*EXTRACTED INFORMATION:*
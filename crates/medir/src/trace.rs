//! Session trace recorder.
//!
//! What the original engine kept as process-wide runtime state is an
//! explicit session object here: [`TraceRecorder::arm`] starts a recording
//! session, loaded instrumented units register their probe arrays through a
//! cloneable [`RecorderHandle`], and [`TraceRecorder::extract`] snapshots
//! everything into an [`ExecutionTrace`] and disarms the session. Probe
//! writes from workers that outlive the session land in the discarded
//! per-session arrays and never reach a later trace.

use std::collections::HashMap;
use std::sync::atomic::{AtomicBool, Ordering};
use std::sync::{Arc, Mutex};
use tracing::warn;
use uuid::Uuid;

/// Per-unit boolean hit vector bound to one recording session.
#[derive(Debug)]
pub struct ProbeArray {
    hits: Vec<AtomicBool>,
}

impl ProbeArray {
    fn new(len: u32) -> Self {
        let mut hits = Vec::with_capacity(len as usize);
        hits.resize_with(len as usize, AtomicBool::default);
        Self { hits }
    }

    /// Number of probe slots.
    #[must_use]
    pub fn len(&self) -> u32 {
        self.hits.len() as u32
    }

    /// Whether the array has no slots.
    #[must_use]
    pub fn is_empty(&self) -> bool {
        self.hits.is_empty()
    }

    /// Mark probe `index` as hit. Out-of-range indexes are ignored.
    pub fn hit(&self, index: u32) {
        if let Some(slot) = self.hits.get(index as usize) {
            slot.store(true, Ordering::Relaxed);
        }
    }

    fn snapshot(&self) -> Vec<bool> {
        self.hits.iter().map(|s| s.load(Ordering::Relaxed)).collect()
    }
}

#[derive(Debug)]
struct Registration {
    digest: String,
    probes: Arc<ProbeArray>,
}

#[derive(Debug)]
struct RecorderShared {
    session_id: Uuid,
    armed: AtomicBool,
    units: Mutex<HashMap<String, Registration>>,
}

/// An armed recording session.
#[derive(Debug)]
pub struct TraceRecorder {
    shared: Arc<RecorderShared>,
}

impl TraceRecorder {
    /// Arm a fresh recording session.
    #[must_use]
    pub fn arm() -> Self {
        Self {
            shared: Arc::new(RecorderShared {
                session_id: Uuid::new_v4(),
                armed: AtomicBool::new(true),
                units: Mutex::new(HashMap::new()),
            }),
        }
    }

    /// This session's identifier.
    #[must_use]
    pub fn session_id(&self) -> Uuid {
        self.shared.session_id
    }

    /// A cloneable handle for registering probe arrays.
    #[must_use]
    pub fn handle(&self) -> RecorderHandle {
        RecorderHandle {
            shared: Arc::clone(&self.shared),
        }
    }

    /// Disarm the session and collect the recorded trace.
    ///
    /// Further registrations are refused, and probe writes into arrays
    /// handed out earlier are no longer observable.
    #[must_use]
    pub fn extract(self) -> ExecutionTrace {
        self.shared.armed.store(false, Ordering::SeqCst);
        let mut units = HashMap::new();
        let registrations = self
            .shared
            .units
            .lock()
            .unwrap_or_else(std::sync::PoisonError::into_inner);
        for (name, reg) in registrations.iter() {
            units.insert(
                name.clone(),
                UnitHits {
                    digest: reg.digest.clone(),
                    hits: reg.probes.snapshot(),
                },
            );
        }
        ExecutionTrace {
            session_id: self.shared.session_id,
            units,
        }
    }
}

/// Registration handle shared with the session loader.
#[derive(Debug, Clone)]
pub struct RecorderHandle {
    shared: Arc<RecorderShared>,
}

impl RecorderHandle {
    /// Whether the session is still recording.
    #[must_use]
    pub fn is_armed(&self) -> bool {
        self.shared.armed.load(Ordering::SeqCst)
    }

    /// Register `probe_count` probes for `name`, returning the array to
    /// write hits into.
    ///
    /// Returns `None` once the session is disarmed. Registering the same
    /// name twice returns the existing array; if the digest differs the
    /// first registration wins and the conflict is logged.
    #[must_use]
    pub fn register(&self, name: &str, digest: &str, probe_count: u32) -> Option<Arc<ProbeArray>> {
        if !self.is_armed() {
            return None;
        }
        let mut units = self
            .shared
            .units
            .lock()
            .unwrap_or_else(std::sync::PoisonError::into_inner);
        if let Some(existing) = units.get(name) {
            if existing.digest != digest {
                warn!(
                    unit = name,
                    have = existing.digest.as_str(),
                    got = digest,
                    "unit re-registered with different bytes; keeping first registration"
                );
            }
            return Some(Arc::clone(&existing.probes));
        }
        let probes = Arc::new(ProbeArray::new(probe_count));
        units.insert(
            name.to_string(),
            Registration {
                digest: digest.to_string(),
                probes: Arc::clone(&probes),
            },
        );
        Some(probes)
    }
}

/// Hits recorded for one unit.
#[derive(Debug, Clone)]
pub struct UnitHits {
    /// Digest of the loaded unit bytes.
    pub digest: String,
    /// One flag per probe site.
    pub hits: Vec<bool>,
}

/// Raw record of which probes fired during one session.
///
/// Owned by the aggregator for the session's lifetime and discarded with it.
#[derive(Debug)]
pub struct ExecutionTrace {
    session_id: Uuid,
    units: HashMap<String, UnitHits>,
}

impl ExecutionTrace {
    /// The recording session's identifier.
    #[must_use]
    pub fn session_id(&self) -> Uuid {
        self.session_id
    }

    /// Hit vector for `name`, if the unit registered during the session.
    #[must_use]
    pub fn hits(&self, name: &str) -> Option<&UnitHits> {
        self.units.get(name)
    }

    /// Names of all units that registered during the session.
    pub fn unit_names(&self) -> impl Iterator<Item = &str> {
        self.units.keys().map(String::as_str)
    }

    /// Total number of probes that fired.
    #[must_use]
    pub fn probes_fired(&self) -> usize {
        self.units
            .values()
            .map(|u| u.hits.iter().filter(|h| **h).count())
            .sum()
    }
}

#[cfg(test)]
mod tests {
    use super::*;
    use std::thread;

    #[test]
    fn registered_hits_appear_in_extracted_trace() {
        let recorder = TraceRecorder::arm();
        let handle = recorder.handle();
        let probes = handle.register("org.example.Stack", "aa11", 4).unwrap();
        probes.hit(0);
        probes.hit(2);

        let trace = recorder.extract();
        let unit = trace.hits("org.example.Stack").unwrap();
        assert_eq!(unit.hits, vec![true, false, true, false]);
        assert_eq!(unit.digest, "aa11");
        assert_eq!(trace.probes_fired(), 2);
    }

    #[test]
    fn registration_is_refused_after_extract() {
        let recorder = TraceRecorder::arm();
        let handle = recorder.handle();
        let _ = recorder.extract();
        assert!(!handle.is_armed());
        assert!(handle.register("org.example.Stack", "aa11", 4).is_none());
    }

    #[test]
    fn late_probe_writes_are_not_observable() {
        let recorder = TraceRecorder::arm();
        let handle = recorder.handle();
        let probes = handle.register("org.example.Stack", "aa11", 2).unwrap();
        let trace = recorder.extract();

        // A detached worker may keep writing after the session ends.
        probes.hit(1);
        assert_eq!(
            trace.hits("org.example.Stack").unwrap().hits,
            vec![false, false]
        );
    }

    #[test]
    fn duplicate_registration_shares_one_array() {
        let recorder = TraceRecorder::arm();
        let handle = recorder.handle();
        let first = handle.register("org.example.Stack", "aa11", 3).unwrap();
        let second = handle.register("org.example.Stack", "aa11", 3).unwrap();
        assert!(Arc::ptr_eq(&first, &second));
    }

    #[test]
    fn conflicting_digest_keeps_first_registration() {
        let recorder = TraceRecorder::arm();
        let handle = recorder.handle();
        let first = handle.register("org.example.Stack", "aa11", 3).unwrap();
        let second = handle.register("org.example.Stack", "bb22", 9).unwrap();
        assert!(Arc::ptr_eq(&first, &second));
        assert_eq!(second.len(), 3);
    }

    #[test]
    fn out_of_range_hits_are_ignored() {
        let recorder = TraceRecorder::arm();
        let probes = recorder.handle().register("u", "d", 2).unwrap();
        probes.hit(17);
        let trace = recorder.extract();
        assert_eq!(trace.probes_fired(), 0);
    }

    #[test]
    fn hits_from_worker_threads_are_recorded() {
        let recorder = TraceRecorder::arm();
        let probes = recorder.handle().register("u", "d", 8).unwrap();

        let workers: Vec<_> = (0..4u32)
            .map(|i| {
                let probes = Arc::clone(&probes);
                thread::spawn(move || probes.hit(i * 2))
            })
            .collect();
        for worker in workers {
            worker.join().unwrap();
        }

        assert_eq!(recorder.extract().probes_fired(), 4);
    }

    #[test]
    fn fresh_sessions_have_distinct_ids() {
        let a = TraceRecorder::arm();
        let b = TraceRecorder::arm();
        assert_ne!(a.session_id(), b.session_id());
    }
}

*WHAT TO PRODUCE:*
Some lines above contain the word "AtomicBool". Copy each of them.

*REPLY:*
use std::sync::atomic::{AtomicBool, Ordering};
    hits: Vec<AtomicBool>,
        hits.resize_with(len as usize, AtomicBool::default);
    armed: AtomicBool,
                armed: AtomicBool::new(true),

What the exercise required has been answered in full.